↓

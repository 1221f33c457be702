use std::io;

use thiserror::Error;

use crate::wire::HEADER_LEN;

/// PSC 驱动跨层共享的稳定错误域。
///
/// # 设计背景（Why）
/// - 引擎内部在反应器回调里捕获并吞掉的异常、以及向记录层上抛的报警，
///   都需要一个可机读的分类来源；`stable_code` 提供 `psc.<域>.<语义>`
///   形式的稳定码，日志与告警据此做自动化归并。
///
/// # 契约说明（What）
/// - 错误文案面向排障人员；稳定码面向机器，承诺不随措辞调整而变化；
/// - `Io` 变体保留底层 `std::io::Error` 作为根因链路。
#[derive(Debug, Error)]
pub enum PscError {
    /// 线缆字节不以 `'P','S'` 开头。
    #[error("帧头损坏：前两个字节不是 'P','S'")]
    BadMagic,

    /// 帧头字节数不足。
    #[error("帧头不完整：收到 {actual} 字节，至少需要 {HEADER_LEN} 字节")]
    ShortHeader { actual: usize },

    /// 同一发送块在上一次 flush 之前被再次入队。
    #[error("发送块 {code} 已经在发送队列中")]
    AlreadyQueued { code: u16 },

    /// 入队或冲刷将超出发送缓冲上限。
    #[error("再入队 {need} 字节将超出 {limit} 字节的发送缓冲上限")]
    SendOverflow { need: usize, limit: usize },

    /// UDP 发送队列达到报文数上限。
    #[error("发送队列已满（上限 {limit} 个报文）")]
    TxQueueFull { limit: usize },

    /// 对端主机名无法解析出可用地址。
    #[error("无法解析对端地址 {host}:{port}")]
    Resolve { host: String, port: u16 },

    /// 全局注册表中不存在该名字的引擎。
    #[error("未注册的引擎 '{0}'")]
    UnknownEngine(String),

    /// 共享事件循环创建失败或已停止。
    #[error("事件循环不可用：{0}")]
    Reactor(String),

    /// 底层系统调用失败。
    #[error("{op} 失败: {source}")]
    Io {
        op: &'static str,
        #[source]
        source: io::Error,
    },

    /// 数据文件写入或轮转失败。
    #[error("数据文件错误：{0}")]
    Journal(String),
}

impl PscError {
    /// 以操作名包裹一个底层 IO 错误。
    pub fn io(op: &'static str, source: io::Error) -> Self {
        PscError::Io { op, source }
    }

    /// 稳定机读码，`psc.<域>.<语义>` 命名。
    pub fn stable_code(&self) -> &'static str {
        match self {
            PscError::BadMagic => "psc.wire.bad_magic",
            PscError::ShortHeader { .. } => "psc.wire.short_header",
            PscError::AlreadyQueued { .. } => "psc.send.already_queued",
            PscError::SendOverflow { .. } => "psc.send.overflow",
            PscError::TxQueueFull { .. } => "psc.udp.tx_queue_full",
            PscError::Resolve { .. } => "psc.engine.resolve_failed",
            PscError::UnknownEngine(_) => "psc.registry.unknown_engine",
            PscError::Reactor(_) => "psc.reactor.unavailable",
            PscError::Io { .. } => "psc.io.failed",
            PscError::Journal(_) => "psc.capture.journal",
        }
    }
}

/// crate 级结果别名。
pub type Result<T, E = PscError> = std::result::Result<T, E>;

#[cfg(test)]
mod tests {
    use super::*;

    #[test]
    fn stable_codes_follow_naming_scheme() {
        let samples: [PscError; 4] = [
            PscError::BadMagic,
            PscError::AlreadyQueued { code: 7 },
            PscError::SendOverflow { need: 9, limit: 8 },
            PscError::io("bind", io::Error::from(io::ErrorKind::AddrInUse)),
        ];
        for err in &samples {
            let code = err.stable_code();
            assert!(code.starts_with("psc."), "{code}");
            assert_eq!(code.split('.').count(), 3, "{code}");
        }
    }
}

↑

→ **Work instructions**: Return the records in full, exactly as they read.

→ **Solution to this problem**:
repository 1221f33c457be702
use std::io;

use thiserror::Error;

use crate::wire::HEADER_LEN;

/// PSC 驱动跨层共享的稳定错误域。
///
/// # 设计背景（Why）
/// - 引擎内部在反应器回调里捕获并吞掉的异常、以及向记录层上抛的报警，
///   都需要一个可机读的分类来源；`stable_code` 提供 `psc.<域>.<语义>`
///   形式的稳定码，日志与告警据此做自动化归并。
///
/// # 契约说明（What）
/// - 错误文案面向排障人员；稳定码面向机器，承诺不随措辞调整而变化；
/// - `Io` 变体保留底层 `std::io::Error` 作为根因链路。
#[derive(Debug, Error)]
pub enum PscError {
    /// 线缆字节不以 `'P','S'` 开头。
    #[error("帧头损坏：前两个字节不是 'P','S'")]
    BadMagic,

    /// 帧头字节数不足。
    #[error("帧头不完整：收到 {actual} 字节，至少需要 {HEADER_LEN} 字节")]
    ShortHeader { actual: usize },

    /// 同一发送块在上一次 flush 之前被再次入队。
    #[error("发送块 {code} 已经在发送队列中")]
    AlreadyQueued { code: u16 },

    /// 入队或冲刷将超出发送缓冲上限。
    #[error("再入队 {need} 字节将超出 {limit} 字节的发送缓冲上限")]
    SendOverflow { need: usize, limit: usize },

    /// UDP 发送队列达到报文数上限。
    #[error("发送队列已满（上限 {limit} 个报文）")]
    TxQueueFull { limit: usize },

    /// 对端主机名无法解析出可用地址。
    #[error("无法解析对端地址 {host}:{port}")]
    Resolve { host: String, port: u16 },

    /// 全局注册表中不存在该名字的引擎。
    #[error("未注册的引擎 '{0}'")]
    UnknownEngine(String),

    /// 共享事件循环创建失败或已停止。
    #[error("事件循环不可用：{0}")]
    Reactor(String),

    /// 底层系统调用失败。
    #[error("{op} 失败: {source}")]
    Io {
        op: &'static str,
        #[source]
        source: io::Error,
    },

    /// 数据文件写入或轮转失败。
    #[error("数据文件错误：{0}")]
    Journal(String),
}

impl PscError {
    /// 以操作名包裹一个底层 IO 错误。
    pub fn io(op: &'static str, source: io::Error) -> Self {
        PscError::Io { op, source }
    }

    /// 稳定机读码，`psc.<域>.<语义>` 命名。
    pub fn stable_code(&self) -> &'static str {
        match self {
            PscError::BadMagic => "psc.wire.bad_magic",
            PscError::ShortHeader { .. } => "psc.wire.short_header",
            PscError::AlreadyQueued { .. } => "psc.send.already_queued",
            PscError::SendOverflow { .. } => "psc.send.overflow",
            PscError::TxQueueFull { .. } => "psc.udp.tx_queue_full",
            PscError::Resolve { .. } => "psc.engine.resolve_failed",
            PscError::UnknownEngine(_) => "psc.registry.unknown_engine",
            PscError::Reactor(_) => "psc.reactor.unavailable",
            PscError::Io { .. } => "psc.io.failed",
            PscError::Journal(_) => "psc.capture.journal",
        }
    }
}

/// crate 级结果别名。
pub type Result<T, E = PscError> = std::result::Result<T, E>;

#[cfg(test)]
mod tests {
    use super::*;

    #[test]
    fn stable_codes_follow_naming_scheme() {
        let samples: [PscError; 4] = [
            PscError::BadMagic,
            PscError::AlreadyQueued { code: 7 },
            PscError::SendOverflow { need: 9, limit: 8 },
            PscError::io("bind", io::Error::from(io::ErrorKind::AddrInUse)),
        ];
        for err in &samples {
            let code = err.stable_code();
            assert!(code.starts_with("psc."), "{code}");
            assert_eq!(code.split('.').count(), 3, "{code}");
        }
    }
}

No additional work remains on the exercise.